Artwork
Album of Daoist and Buddhist Themes: Procession of Daoist Deities: Leaf 20

Album of Daoist and Buddhist Themes: Procession of Daoist Deities: Leaf 20 is an unspecified painting by the Ming dynasty painting artist Unknown. It dates from 1204 and is held in the collection of the Cleveland Museum of Art. The leaf illustrates a segment of a larger Daoist procession, focusing on three deified officials known as the True Lords.
About this work
You see a long line of gods in flowing robes, floating on clouds above tiny mortals.
These three figures were once human officials who became gods after death. The artist showed them mid-journey, judging the wicked and blessing the good. Look at the way the clouds curl like smoke—it makes the scene feel alive.

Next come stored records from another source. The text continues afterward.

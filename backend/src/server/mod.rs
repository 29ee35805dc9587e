//! Server construction and middleware wiring.

mod config;
mod state_builders;

pub use config::{AppSettings, ServerConfig};

use state_builders::build_http_state;

use actix_session::{
    SessionMiddleware,
    config::{CookieContentSecurity, PersistentSession},
    storage::CookieSessionStore,
};
use actix_web::cookie::time::Duration;
use actix_web::cookie::{Key, SameSite};
use actix_web::dev::{Server, ServiceFactory, ServiceRequest, ServiceResponse};
use actix_web::{App, HttpServer, web};
use tracing::info;

use coderush::Trace;
#[cfg(debug_assertions)]
use coderush::doc::ApiDoc;
use coderush::inbound::http::attempts::{
    current_attempt, start_attempt, submit_attempt, verify_attempt,
};
use coderush::inbound::http::editor::editor_key;
use coderush::inbound::http::health::{HealthState, live, ready};
use coderush::inbound::http::leaderboard::leaderboard;
use coderush::inbound::http::navigation::navigate;
use coderush::inbound::http::problems::list_problems;
use coderush::inbound::http::session_config::fingerprint::key_fingerprint;
use coderush::inbound::http::state::HttpState;
use coderush::inbound::http::users::{current_player, login, logout, signup};
use coderush::inbound::http::verify_code::{VerifyCodeCors, verify_code, verify_code_preflight};
#[cfg(debug_assertions)]
use utoipa::OpenApi;
#[cfg(debug_assertions)]
use utoipa_swagger_ui::SwaggerUi;

#[derive(Clone)]
struct AppDependencies {
    health_state: web::Data<HealthState>,
    http_state: web::Data<HttpState>,
    cors: web::Data<VerifyCodeCors>,
    key: Key,
    cookie_secure: bool,
    same_site: SameSite,
    session_ttl: Duration,
}

fn build_app(
    deps: AppDependencies,
) -> App<
    impl ServiceFactory<
        ServiceRequest,
        Config = (),
        Response = ServiceResponse,
        Error = actix_web::Error,
        InitError = (),
    >,
> {
    let AppDependencies {
        health_state,
        http_state,
        cors,
        key,
        cookie_secure,
        same_site,
        session_ttl,
    } = deps;

    let session = SessionMiddleware::builder(CookieSessionStore::default(), key)
        .cookie_name("session".into())
        .cookie_path("/".into())
        .cookie_secure(cookie_secure)
        .cookie_http_only(true)
        .cookie_content_security(CookieContentSecurity::Private)
        .cookie_same_site(same_site)
        .session_lifecycle(PersistentSession::default().session_ttl(session_ttl))
        .build();

    let api = web::scope("/api/v1")
        .wrap(session)
        .service(login)
        .service(signup)
        .service(logout)
        .service(current_player)
        .service(list_problems)
        .service(navigate)
        .service(start_attempt)
        .service(current_attempt)
        .service(verify_attempt)
        .service(submit_attempt)
        .service(leaderboard)
        .service(editor_key);

    let functions = web::scope("/functions/v1")
        .app_data(cors)
        .service(verify_code_preflight)
        .service(verify_code);

    let app = App::new()
        .app_data(health_state)
        .app_data(http_state)
        .wrap(Trace)
        .service(api)
        .service(functions)
        .service(ready)
        .service(live);

    #[cfg(debug_assertions)]
    let app = app.service(SwaggerUi::new("/docs").url("/api-docs/openapi.json", ApiDoc::openapi()));
    #[cfg(not(debug_assertions))]
    let app = app;

    app
}

/// Construct an Actix HTTP server using the provided health state and configuration.
///
/// # Parameters
/// - `health_state`: shared readiness state updated once the server is initialised.
/// - `config`: pre-built [`ServerConfig`] containing session, binding and
///   outbound adapter settings.
///
/// # Returns
/// A spawned [`Server`] that must be awaited to drive the listener.
///
/// # Errors
/// Propagates [`std::io::Error`] when an outbound client cannot be built or
/// binding the socket fails.
pub fn create_server(
    health_state: web::Data<HealthState>,
    config: ServerConfig,
) -> std::io::Result<Server> {
    let server_health_state = health_state.clone();
    let (http_state, adapters) = build_http_state(&config)?;
    health_state.report_adapters(adapters);
    let ServerConfig {
        key,
        cookie_secure,
        same_site,
        session_ttl,
        bind_addr,
        hosted_backend: _,
        model: _,
        http_timeout: _,
        build_mode: _,
        cors_allowed_origin,
    } = config;
    let cors = web::Data::new(VerifyCodeCors::new(cors_allowed_origin));

    info!(
        %bind_addr,
        cookie_secure,
        same_site = ?same_site,
        session_ttl_minutes = session_ttl.whole_minutes(),
        key_fingerprint = %key_fingerprint(&key),
        hosted_backend = adapters.hosted_backend,
        verification_model = adapters.verification_model,
        "starting server"
    );

    let server = HttpServer::new(move || {
        build_app(AppDependencies {
            health_state: server_health_state.clone(),
            http_state: http_state.clone(),
            cors: cors.clone(),
            key: key.clone(),
            cookie_secure,
            same_site,
            session_ttl,
        })
    })
    .bind(bind_addr)?
    .run();

    health_state.mark_ready();
    Ok(server)
}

If you like this, explore more about china, southern song dynasty (1127-1279).
Overview
The leaf illustrates a segment of a larger Daoist procession, focusing on three deified officials known as the True Lords. Rendered in a vertical format, the composition presents the trio amid a procession of celestial figures, all suspended on stylized clouds that dominate the upper field.
Subject & Meaning
The three central figures—Tang Hong, Ge Yong, and Zhou Bin—are identified as former censors who, after death, were elevated to divine status. In the scene they are depicted adjudicating the souls of the wicked while extending blessings to the virtuous, a visual expression of moral order and compassionate governance.
Technique & Style
The painter employs flowing robes and elongated lines to convey movement, while the clouds are rendered with curling, smoke‑like strokes that suggest both ethereality and dynamism. Attendants accompanying the True Lords are rendered in smaller scale, reinforcing the hierarchy between the divine and the mortal realm.
Context
This work belongs to a Song‑period album of Daoist and Buddhist subjects, a genre that combined religious narrative with courtly illustration. The inclusion of former civil officials reflects the era’s tendency to integrate Confucian bureaucratic ideals into Daoist iconography, emphasizing the continuity between earthly service and celestial authority.
Legacy
As leaf 20 of the album, the piece offers insight into how Southern Song artists visualized the transition from mortal officialdom to divine judgment. Its compositional treatment of clouds and procession has informed later depictions of celestial courts in Chinese religious painting.